• Edição 107
  • 14 de novembro de 2007

Por uma boa causa

Doença hereditária afeta movimentos e personalidade

Clarissa Lima

Para dar continuidade a série sobre doenças neurodegenerativas, o Olhar Vital aborda essa semana a doença de Huntington. Um mal hereditário que causa disfunções motoras e comportamentais. E, apesar de não ser muito conhecido, não é raro.

Ana Lúcia Rosso, médica do Serviço de Neurologia do Hospital Universitário Clementino Fraga Filho (HUCFF), explica. “Esta doença passa de pai para filho sem pular gerações. Ela causa deterioração de neurônios dos gânglios da base e do córtex cerebral, levando a quadros como coréia (movimentos involuntários e bruscos, tanto dos membros como da face) e declínio cognitivo, que pode ocasionar demência e alterações de comportamento”.

Descrita por George Huntington em 1872, esta patologia passou a ser compreendida mais profundamente apenas nos últimos vinte anos. Um exemplo de famoso que sofreu desta doença é o cantor norte-americano Woody Guthrie.

Causas da doença

Na maioria dos casos, as manifestações do problema ocorrem a partir dos 40, 50 anos de idade. Contudo, existe o chamado fenômeno de antecipação, que pode ocasionar o problema precocemente:

– Existe uma seqüência de genes que produzem a proteína huntingtina. Em geral, esta seqüência deve repetir em torno de 20 vezes. Quando este número de repetições é maior do que 35, sinaliza a existência do problema. Quanto mais vezes aparecer esta seqüência genética, mais precoce vai ser a manifestação da patologia -, destaca a médica.

Ana Lúcia diz que há muitos dados interessantes, específicos da doença. “Quando o paciente apresenta o número de repetições dentro deste intervalo (entre 20 e 35 vezes) não é caracterizada a patologia clínica, apenas diagnostica-se certa alteração. Entretanto, seus descendentes podem apresentar o problema devido a este fator propulsor. E, também, sabe-se que o gene transmitido pelo pai é mais instável que o da mãe. Isto significa que, enquanto o pai apresenta a doença em torno dos 50 anos, o filho pode manifestá-la aos 20”, afirma a professora.

Este mal, segundo a neurologista, não acomete privilegiadamente homens ou mulheres. Justamente por ser de origem genética, ela não faz esta diferenciação. Geralmente, os filhos de pessoas que sofrem do problema têm 50% de chances de sofrer de Huntington.

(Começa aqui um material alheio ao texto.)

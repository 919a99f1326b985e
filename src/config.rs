use std::fs;
use std::io;
use std::path::{Path, PathBuf};

use cross_xdg::BaseDirs;
use serde::Deserialize;
use tracing::debug;

/// Default number of tape cells.
pub const DEFAULT_TAPE_SIZE: usize = 30_000;

/// Default maximum number of simultaneously open loops.
pub const DEFAULT_STACK_DEPTH: usize = 1_000;

/// Largest accepted tape, 256 MiB of cells.
pub const MAX_TAPE_SIZE: usize = 1 << 28;

/// File name looked up under the XDG config home.
pub const CONFIG_FILE_NAME: &str = "bf.toml";

#[derive(Debug, thiserror::Error)]
pub enum ConfigError {
    #[error("failed to read config file '{}': {source}", path.display())]
    Read {
        path: PathBuf,
        #[source]
        source: io::Error,
    },

    #[error("failed to parse config file '{}': {source}", path.display())]
    Parse {
        path: PathBuf,
        #[source]
        source: toml::de::Error,
    },

    #[error("invalid configuration: {0}")]
    Invalid(String),
}

/// Interpreter limits.
#[derive(Debug, Clone, Copy, PartialEq, Eq, Deserialize)]
#[serde(default, deny_unknown_fields)]
pub struct Config {
    pub tape_size: usize,
    pub stack_depth: usize,
}

impl Default for Config {
    fn default() -> Self {
        Self {
            tape_size: DEFAULT_TAPE_SIZE,
            stack_depth: DEFAULT_STACK_DEPTH,
        }
    }
}

#[derive(Debug, Default, Deserialize)]
struct ConfigFile {
    #[serde(default)]
    interpreter: Config,
}

impl Config {
    /// Resolve limits: explicit overrides -> config file -> defaults.
    ///
    /// Overrides come from the command line (or its environment fallbacks).
    pub fn resolve(
        tape_size: Option<usize>,
        stack_depth: Option<usize>,
    ) -> Result<Self, ConfigError> {
        let base = match default_path() {
            Some(path) => Self::load_from(&path)?,
            None => Self::default(),
        };
        base.with_overrides(tape_size, stack_depth).validate()
    }

    /// Load the `[interpreter]` table of a TOML file. A missing file yields defaults.
    pub fn load_from(path: &Path) -> Result<Self, ConfigError> {
        let content = match fs::read_to_string(path) {
            Ok(s) => s,
            Err(e) if e.kind() == io::ErrorKind::NotFound => return Ok(Self::default()),
            Err(source) => {
                return Err(ConfigError::Read {
                    path: path.to_path_buf(),
                    source,
                });
            }
        };
        let file: ConfigFile = toml::from_str(&content).map_err(|source| ConfigError::Parse {
            path: path.to_path_buf(),
            source,
        })?;
        debug!(path = %path.display(), config = ?file.interpreter, "loaded config file");
        Ok(file.interpreter)
    }

    pub fn with_overrides(mut self, tape_size: Option<usize>, stack_depth: Option<usize>) -> Self {
        if let Some(n) = tape_size {
            self.tape_size = n;
        }
        if let Some(n) = stack_depth {
            self.stack_depth = n;
        }
        self
    }

    pub fn validate(self) -> Result<Self, ConfigError> {
        if self.tape_size == 0 {
            return Err(ConfigError::Invalid("tape_size must be at least 1".into()));
        }
        if self.tape_size > MAX_TAPE_SIZE {
            return Err(ConfigError::Invalid(format!(
                "tape_size must be at most {MAX_TAPE_SIZE}"
            )));
        }
        if self.stack_depth == 0 {
            return Err(ConfigError::Invalid("stack_depth must be at least 1".into()));
        }
        Ok(self)
    }
}

fn default_path() -> Option<PathBuf> {
    // On Linux: resolves to /home/<user>/.config
    // On Windows: resolves to C:\Users\<user>\.config
    // On macOS: resolves to /Users/<user>/.config
    let base_dirs = BaseDirs::new().ok()?;
    let mut path = PathBuf::from(base_dirs.config_home());
    path.push(CONFIG_FILE_NAME);
    Some(path)
}

#[cfg(test)]
mod tests {
    use super::*;

    fn write_config(content: &str) -> (tempfile::TempDir, PathBuf) {
        let dir = tempfile::tempdir().expect("tempdir");
        let path = dir.path().join(CONFIG_FILE_NAME);
        fs::write(&path, content).expect("write config");
        (dir, path)
    }

    #[test]
    fn missing_file_gives_defaults() {
        let dir = tempfile::tempdir().expect("tempdir");
        let cfg = Config::load_from(&dir.path().join("nope.toml")).expect("defaults");
        assert_eq!(cfg, Config::default());
    }

    #[test]
    fn partial_interpreter_table_keeps_other_defaults() {
        let (_dir, path) = write_config("[interpreter]\ntape_size = 64\n");
        let cfg = Config::load_from(&path).expect("parse");
        assert_eq!(cfg.tape_size, 64);
        assert_eq!(cfg.stack_depth, DEFAULT_STACK_DEPTH);
    }

    #[test]
    fn malformed_file_is_parse_error() {
        let (_dir, path) = write_config("[interpreter]\ntape_size = \"lots\"\n");
        let err = Config::load_from(&path).unwrap_err();
        assert!(matches!(err, ConfigError::Parse { .. }));
    }

    #[test]
    fn overrides_win_over_file_values() {
        let (_dir, path) = write_config("[interpreter]\ntape_size = 64\nstack_depth = 8\n");
        let cfg = Config::load_from(&path)
            .unwrap()
            .with_overrides(Some(10), None);
        assert_eq!(cfg, Config { tape_size: 10, stack_depth: 8 });
    }

    #[test]
    fn zero_sizes_are_rejected() {
        let zero_tape = Config::default().with_overrides(Some(0), None).validate();
        assert!(matches!(zero_tape, Err(ConfigError::Invalid(_))));

        let zero_stack = Config::default().with_overrides(None, Some(0)).validate();
        assert!(matches!(zero_stack, Err(ConfigError::Invalid(_))));
    }

    #[test]
    fn oversized_tape_is_rejected() {
        let at_limit = Config::default().with_overrides(Some(MAX_TAPE_SIZE), None).validate();
        assert!(at_limit.is_ok());

        let huge = Config::default().with_overrides(Some(usize::MAX), None).validate();
        assert!(matches!(huge, Err(ConfigError::Invalid(msg)) if msg.contains("at most")));
    }

    #[test]
    fn huge_stack_depth_is_accepted() {
        let cfg = Config::default().with_overrides(None, Some(usize::MAX)).validate();
        assert!(cfg.is_ok());
    }
}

Apesar de doenças como Alzheimer e Parkinson serem mais prevalentes, este mal pode ser considerado comum. A doença afeta de 5 a 10 pessoas em 100 mil, sem diferenças de raça também.

Sinais e tratamento

Dentre os sintomas, os mais freqüentes são os espasmos motores da coréia e desequilíbrio emocional, originando depressão, apatia, agressividade, alucinações e agitação psicomotora.

Este diagnóstico, conforme ressalta a neurologista, não é difícil. Mas, devido à forma como os sintomas se apresentam, pode haver confusão com outras doenças. Por causa da coréia, esta patologia pode ser confundida doença auto-imune ou vascular, dependendo da idade do paciente. Mas, atualmente, para fazer o diagnóstico, é preciso apenas avaliar a história familiar ou fazer exame genético em laboratório.

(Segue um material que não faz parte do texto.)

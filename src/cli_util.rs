use std::io::{self, Write};

use tracing_subscriber::{fmt, EnvFilter};

use crate::ExecutionError;

/// Environment variable holding the log filter.
pub const LOG_ENV: &str = "BF_LOG";

/// Initialize logging to stderr.
///
/// `BF_LOG` overrides the default `warn` filter; `BF_LOG=brainfuk=trace`
/// prints every executed instruction.
pub fn init_logging() {
    let filter = EnvFilter::try_from_env(LOG_ENV).unwrap_or_else(|_| EnvFilter::new("warn"));

    fmt()
        .with_env_filter(filter)
        .with_writer(io::stderr)
        .with_target(false)
        .init();
}

/// Pretty-print an execution error, with caret positioning when it has a position.
/// If `program` is `Some("bf")`, messages are prefixed with "bf: ...".
pub fn print_execution_error(program: Option<&str>, code: &[u8], err: &ExecutionError) {
    let msg = match program {
        Some(p) => format!("{p}: Error: {err}"),
        None => format!("Error: {err}"),
    };

    match err.position() {
        Some(pos) => print_error_with_context(&msg, code, pos),
        None => {
            eprintln!("{msg}");
            let _ = io::stderr().flush();
        }
    }
}

/// Print a concise error followed by a window of the program with a caret
/// under position `pos`. Non-printable bytes are shown as '.'.
pub fn print_error_with_context(msg: &str, code: &[u8], pos: usize) {
    eprintln!("{msg}");

    const WINDOW: usize = 32;

    let start = pos.saturating_sub(WINDOW);
    let end = (pos + WINDOW + 1).min(code.len());
    if start < end {
        eprintln!("  {}", render(&code[start..end]));
        eprintln!("  {}^", " ".repeat(pos - start));
    }
    let _ = io::stderr().flush();
}

fn render(bytes: &[u8]) -> String {
    bytes
        .iter()
        .map(|&b| if b.is_ascii_graphic() || b == b' ' { b as char } else { '.' })
        .collect()
}

#[cfg(test)]
mod tests {
    use super::*;

    #[test]
    fn render_masks_control_bytes() {
        assert_eq!(render(b"+\n[\t]\xff"), "+.[.].");
    }
}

A doença não tem cura, mas há medicamentos que podem diminuir seu impacto, como remédios que reduzam as conseqüências da coréia ou de cunho psiquiátrico, para amenizar os distúrbios de personalidade.

– É um tratamento que acaba sendo custoso, porque o tratamento é prolongado e a medicação, cara. Mas hoje o Sistema Único de Saúde (SUS) dá a maioria destes remédios de graça – afirma Ana Lúcia.

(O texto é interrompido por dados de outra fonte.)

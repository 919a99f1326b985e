use brainfuk::cli_util::{init_logging, print_execution_error};
use brainfuk::{Config, Interpreter, Program};
use clap::Parser;
use std::env;
use std::io::{self, Write};
use std::path::PathBuf;
use tracing::debug;

const HELLO_WORLD: &str = "++++++++[>++++[>++>+++>+++>+<<<<-]>+>+>->>+[<]<-]>>.>---.+++++++..+++.>>.<-.<.+++.------.--------.>>+.>++.";

fn usage(program: &str) -> String {
    format!(
        r#"Usage: {0} [options] <brainfuck_file>
Options:
  -c <code>              Execute Brainfuck code directly from command line
  -h, --help             Show this help message
  -d                     Print 'I use Arch btw!'
  --tape-size <N>        Number of tape cells (env BF_TAPE_SIZE; default 30000)
  --stack-depth <N>      Maximum number of open loops (env BF_STACK_DEPTH; default 1000)

Notes:
- Input (`,`) reads a single byte from stdin; on EOF the current cell is left unchanged.
- Characters outside of Brainfuck's ><+-.,[] are ignored as comments.
- Defaults for the limits can be set in the [interpreter] table of bf.toml
  in the XDG config directory.
- Set BF_LOG=trace to log every executed instruction to stderr.

Examples:
  {0} hello.bf
  {0} -c "{1}"
  {0} -d
"#,
        program, HELLO_WORLD
    )
}

fn usage_and_exit(program: &str, code: i32) -> ! {
    if code == 0 {
        print!("{}", usage(program));
        let _ = io::stdout().flush();
    } else {
        eprint!("{}", usage(program));
        let _ = io::stderr().flush();
    }
    std::process::exit(code);
}

#[derive(Parser, Debug)]
#[command(name = "bf", disable_help_flag = true, disable_version_flag = true)]
struct Cli {
    /// Show this help
    #[arg(short = 'h', long = "help", action = clap::ArgAction::SetTrue)]
    help: bool,

    /// Execute Brainfuck code directly from the command line
    #[arg(short = 'c', value_name = "code", allow_hyphen_values = true)]
    code: Option<String>,

    /// Print 'I use Arch btw!' and exit
    #[arg(short = 'd', action = clap::ArgAction::SetTrue)]
    arch: bool,

    /// Number of tape cells
    #[arg(long = "tape-size", value_name = "N", env = "BF_TAPE_SIZE")]
    tape_size: Option<usize>,

    /// Maximum number of simultaneously open loops
    #[arg(long = "stack-depth", value_name = "N", env = "BF_STACK_DEPTH")]
    stack_depth: Option<usize>,

    /// Brainfuck source file
    #[arg(value_name = "brainfuck_file")]
    file: Option<PathBuf>,
}

fn run(program: &str, cli: Cli) -> i32 {
    if cli.help {
        usage_and_exit(program, 0);
    }

    if cli.arch {
        println!("I use Arch btw!");
        let _ = io::stdout().flush();
        return 0;
    }

    let Cli {
        code,
        file,
        tape_size,
        stack_depth,
        ..
    } = cli;

    let source = match (code.as_deref(), file) {
        (Some(_), Some(_)) => {
            eprintln!("{program}: cannot use -c together with a file");
            usage_and_exit(program, 1)
        }
        (Some(code), None) => Program::inline(code),
        (None, Some(path)) => match Program::from_file(&path) {
            Ok(p) => p,
            Err(e) => {
                eprintln!("{program}: Error: {e}");
                let _ = io::stderr().flush();
                return 1;
            }
        },
        (None, None) => usage_and_exit(program, 1),
    };

    let config = match Config::resolve(tape_size, stack_depth) {
        Ok(c) => c,
        Err(e) => {
            eprintln!("{program}: {e}");
            let _ = io::stderr().flush();
            return 1;
        }
    };
    debug!(?config, len = source.len(), "resolved configuration");

    let mut bf = Interpreter::new(source, &config);
    match bf.run_stdio() {
        Ok(()) => 0,
        Err(err) => {
            print_execution_error(Some(program), bf.program().as_bytes(), &err);
            Interpreter::EXIT_FAILURE
        }
    }
}

fn main() {
    init_logging();

    // We still pull the program name for help rendering consistency
    let program = env::args().next().unwrap_or_else(|| String::from("bf"));

    let cli = match Cli::try_parse() {
        Ok(cli) => cli,
        Err(e) => {
            let msg = e.to_string();
            let first = msg.lines().next().unwrap_or("invalid arguments");
            eprintln!("{program}: {first}");
            usage_and_exit(&program, 1);
        }
    };

    let code = run(&program, cli);
    std::process::exit(code);
}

Ela destaca ainda novas possibilidades contra esta patologia. A primeira, mais imediata, se refere à associação genética-ginecologia. Com inseminação artificial e avaliação de fetos, é possível descobrir quais são saudáveis ou não:

– Desta forma, evita-se o nascimento de mais pessoas doentes e alivia-se o peso carregado pelos pais, que temem transmitir este mal a seus filhos – conclui a especialista.

Outra forma seria a terapia gênica, que, através da manipulação genética, poderia conferir novas possibilidades de tratamento e, quem sabe, a cura. Sendo assim, o crescimento de pesquisas nesta área é relevante e deve ser incentivado.